## [Aim of the task]
Locate the word "chars" in the data below, then copy every line that holds it.

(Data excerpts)
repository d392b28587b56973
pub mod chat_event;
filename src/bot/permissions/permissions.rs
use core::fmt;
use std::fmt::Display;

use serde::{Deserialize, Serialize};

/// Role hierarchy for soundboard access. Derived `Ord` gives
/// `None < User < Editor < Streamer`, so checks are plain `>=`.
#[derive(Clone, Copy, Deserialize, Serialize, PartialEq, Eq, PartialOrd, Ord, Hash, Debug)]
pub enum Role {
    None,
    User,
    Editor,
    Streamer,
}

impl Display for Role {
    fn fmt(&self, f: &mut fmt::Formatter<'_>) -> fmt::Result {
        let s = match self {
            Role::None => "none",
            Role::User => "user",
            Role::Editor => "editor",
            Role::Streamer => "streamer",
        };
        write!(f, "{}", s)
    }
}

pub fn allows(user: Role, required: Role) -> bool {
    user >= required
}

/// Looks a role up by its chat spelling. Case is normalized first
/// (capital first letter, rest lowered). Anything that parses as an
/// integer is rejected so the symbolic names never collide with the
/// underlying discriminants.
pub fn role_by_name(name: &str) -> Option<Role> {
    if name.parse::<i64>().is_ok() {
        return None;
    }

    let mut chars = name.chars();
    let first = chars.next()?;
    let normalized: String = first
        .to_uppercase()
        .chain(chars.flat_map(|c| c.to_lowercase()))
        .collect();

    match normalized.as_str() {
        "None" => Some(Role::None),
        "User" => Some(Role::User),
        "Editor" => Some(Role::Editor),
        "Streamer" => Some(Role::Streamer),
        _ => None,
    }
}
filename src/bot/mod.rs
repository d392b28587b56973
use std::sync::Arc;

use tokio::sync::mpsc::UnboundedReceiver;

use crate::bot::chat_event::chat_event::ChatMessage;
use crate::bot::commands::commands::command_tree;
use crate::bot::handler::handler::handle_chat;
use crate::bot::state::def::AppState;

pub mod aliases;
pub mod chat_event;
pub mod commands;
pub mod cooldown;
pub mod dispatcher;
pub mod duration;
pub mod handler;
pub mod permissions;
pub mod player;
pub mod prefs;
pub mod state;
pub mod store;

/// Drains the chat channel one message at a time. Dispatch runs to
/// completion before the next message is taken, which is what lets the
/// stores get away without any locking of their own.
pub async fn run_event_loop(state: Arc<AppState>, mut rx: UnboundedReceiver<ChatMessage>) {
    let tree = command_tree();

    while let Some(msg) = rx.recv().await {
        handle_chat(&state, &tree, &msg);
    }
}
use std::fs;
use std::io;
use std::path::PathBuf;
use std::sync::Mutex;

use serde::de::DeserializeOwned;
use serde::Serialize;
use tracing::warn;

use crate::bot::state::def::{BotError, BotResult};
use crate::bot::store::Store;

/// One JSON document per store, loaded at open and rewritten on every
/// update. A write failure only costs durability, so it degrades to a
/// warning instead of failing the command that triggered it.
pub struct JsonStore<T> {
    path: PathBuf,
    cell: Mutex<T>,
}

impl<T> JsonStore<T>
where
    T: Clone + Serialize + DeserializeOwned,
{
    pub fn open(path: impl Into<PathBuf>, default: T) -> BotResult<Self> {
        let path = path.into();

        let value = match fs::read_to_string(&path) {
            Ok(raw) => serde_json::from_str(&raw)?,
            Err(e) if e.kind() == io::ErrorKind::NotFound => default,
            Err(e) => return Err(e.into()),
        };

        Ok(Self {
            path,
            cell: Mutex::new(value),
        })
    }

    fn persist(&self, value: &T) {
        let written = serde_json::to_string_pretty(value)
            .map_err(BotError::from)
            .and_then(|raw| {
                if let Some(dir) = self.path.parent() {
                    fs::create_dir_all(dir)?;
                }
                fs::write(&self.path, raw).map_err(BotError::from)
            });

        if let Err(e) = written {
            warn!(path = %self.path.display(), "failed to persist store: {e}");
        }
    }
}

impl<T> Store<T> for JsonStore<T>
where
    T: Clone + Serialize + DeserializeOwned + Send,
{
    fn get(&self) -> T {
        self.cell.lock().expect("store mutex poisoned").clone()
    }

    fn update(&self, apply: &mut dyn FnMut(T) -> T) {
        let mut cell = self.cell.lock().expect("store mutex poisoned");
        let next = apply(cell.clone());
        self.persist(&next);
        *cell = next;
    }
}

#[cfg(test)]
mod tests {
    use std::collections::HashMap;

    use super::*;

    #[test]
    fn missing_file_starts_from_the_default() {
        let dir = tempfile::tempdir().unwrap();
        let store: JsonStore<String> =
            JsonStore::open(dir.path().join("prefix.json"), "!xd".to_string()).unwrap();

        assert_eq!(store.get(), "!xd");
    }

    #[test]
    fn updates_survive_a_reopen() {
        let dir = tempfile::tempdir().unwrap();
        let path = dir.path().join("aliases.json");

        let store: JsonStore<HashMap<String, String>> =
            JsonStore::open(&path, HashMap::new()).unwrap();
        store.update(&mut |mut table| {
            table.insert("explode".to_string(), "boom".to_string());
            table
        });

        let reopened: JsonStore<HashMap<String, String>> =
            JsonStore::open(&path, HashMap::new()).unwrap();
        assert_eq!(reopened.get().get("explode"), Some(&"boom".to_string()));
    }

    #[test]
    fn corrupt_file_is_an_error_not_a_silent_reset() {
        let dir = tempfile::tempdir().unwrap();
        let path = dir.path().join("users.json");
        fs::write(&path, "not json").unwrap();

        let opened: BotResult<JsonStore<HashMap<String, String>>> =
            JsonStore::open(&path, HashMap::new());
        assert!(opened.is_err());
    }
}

...

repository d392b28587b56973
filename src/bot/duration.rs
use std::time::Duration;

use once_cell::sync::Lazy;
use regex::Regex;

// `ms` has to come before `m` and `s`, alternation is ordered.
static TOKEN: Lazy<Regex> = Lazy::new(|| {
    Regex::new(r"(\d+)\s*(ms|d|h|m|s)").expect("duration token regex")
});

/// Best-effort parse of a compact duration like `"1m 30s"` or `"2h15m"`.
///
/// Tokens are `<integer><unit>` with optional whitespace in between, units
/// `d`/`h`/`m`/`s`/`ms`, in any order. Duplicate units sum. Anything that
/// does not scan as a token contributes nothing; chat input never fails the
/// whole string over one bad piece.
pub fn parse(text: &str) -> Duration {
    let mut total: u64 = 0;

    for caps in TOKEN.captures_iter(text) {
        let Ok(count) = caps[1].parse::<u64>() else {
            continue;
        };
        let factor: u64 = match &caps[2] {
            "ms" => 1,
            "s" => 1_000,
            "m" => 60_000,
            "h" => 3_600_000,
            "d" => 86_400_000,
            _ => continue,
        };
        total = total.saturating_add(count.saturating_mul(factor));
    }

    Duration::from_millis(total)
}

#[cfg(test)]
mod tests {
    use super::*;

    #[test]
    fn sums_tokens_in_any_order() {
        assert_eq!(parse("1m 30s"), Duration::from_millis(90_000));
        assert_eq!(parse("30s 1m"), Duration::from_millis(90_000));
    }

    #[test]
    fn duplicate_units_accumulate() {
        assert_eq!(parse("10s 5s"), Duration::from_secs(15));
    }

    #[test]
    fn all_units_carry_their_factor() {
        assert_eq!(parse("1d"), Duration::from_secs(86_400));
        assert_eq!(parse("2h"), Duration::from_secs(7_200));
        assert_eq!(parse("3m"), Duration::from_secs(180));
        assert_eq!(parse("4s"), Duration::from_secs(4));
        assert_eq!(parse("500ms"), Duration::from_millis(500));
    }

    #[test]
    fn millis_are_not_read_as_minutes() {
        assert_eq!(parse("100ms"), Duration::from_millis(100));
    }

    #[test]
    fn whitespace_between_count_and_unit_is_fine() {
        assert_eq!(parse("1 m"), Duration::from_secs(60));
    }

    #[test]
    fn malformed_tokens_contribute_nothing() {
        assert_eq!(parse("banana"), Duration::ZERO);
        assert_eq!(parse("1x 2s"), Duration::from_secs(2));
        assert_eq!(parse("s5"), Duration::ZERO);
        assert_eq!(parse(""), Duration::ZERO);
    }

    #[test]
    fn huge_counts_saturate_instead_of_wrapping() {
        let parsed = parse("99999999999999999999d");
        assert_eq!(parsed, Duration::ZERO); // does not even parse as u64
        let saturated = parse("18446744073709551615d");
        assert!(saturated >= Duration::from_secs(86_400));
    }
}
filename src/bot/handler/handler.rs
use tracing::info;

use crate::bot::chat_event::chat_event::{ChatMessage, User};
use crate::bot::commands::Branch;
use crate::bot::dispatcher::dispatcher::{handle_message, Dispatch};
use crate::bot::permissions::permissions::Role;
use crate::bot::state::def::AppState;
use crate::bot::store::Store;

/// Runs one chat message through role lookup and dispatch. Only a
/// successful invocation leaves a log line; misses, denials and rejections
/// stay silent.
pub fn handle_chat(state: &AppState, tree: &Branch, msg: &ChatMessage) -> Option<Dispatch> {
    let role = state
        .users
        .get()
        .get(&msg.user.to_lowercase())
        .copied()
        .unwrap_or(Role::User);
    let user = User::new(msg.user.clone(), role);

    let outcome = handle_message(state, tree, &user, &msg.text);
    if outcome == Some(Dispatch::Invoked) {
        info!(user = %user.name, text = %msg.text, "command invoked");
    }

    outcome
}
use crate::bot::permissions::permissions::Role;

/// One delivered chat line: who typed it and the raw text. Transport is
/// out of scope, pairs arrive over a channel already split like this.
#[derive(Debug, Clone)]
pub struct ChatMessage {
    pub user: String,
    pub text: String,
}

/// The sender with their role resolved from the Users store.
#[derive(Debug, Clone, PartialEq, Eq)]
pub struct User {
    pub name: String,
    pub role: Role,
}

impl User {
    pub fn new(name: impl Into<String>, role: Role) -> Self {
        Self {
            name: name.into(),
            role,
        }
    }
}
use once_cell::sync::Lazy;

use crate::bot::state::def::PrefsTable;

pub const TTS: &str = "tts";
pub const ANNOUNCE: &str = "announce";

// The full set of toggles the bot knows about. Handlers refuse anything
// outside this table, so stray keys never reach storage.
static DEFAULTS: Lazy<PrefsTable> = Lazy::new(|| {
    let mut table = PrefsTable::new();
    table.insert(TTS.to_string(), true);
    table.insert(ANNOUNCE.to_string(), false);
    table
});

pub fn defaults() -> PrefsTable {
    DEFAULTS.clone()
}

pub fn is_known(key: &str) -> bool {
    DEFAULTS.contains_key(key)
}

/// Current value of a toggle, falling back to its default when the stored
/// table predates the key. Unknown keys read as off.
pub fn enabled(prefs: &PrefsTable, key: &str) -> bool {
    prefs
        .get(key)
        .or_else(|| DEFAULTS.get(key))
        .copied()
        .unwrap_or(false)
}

## [Result for this task]
    let mut chars = name.chars();
    let first = chars.next()?;
        .chain(chars.flat_map(|c| c.to_lowercase()))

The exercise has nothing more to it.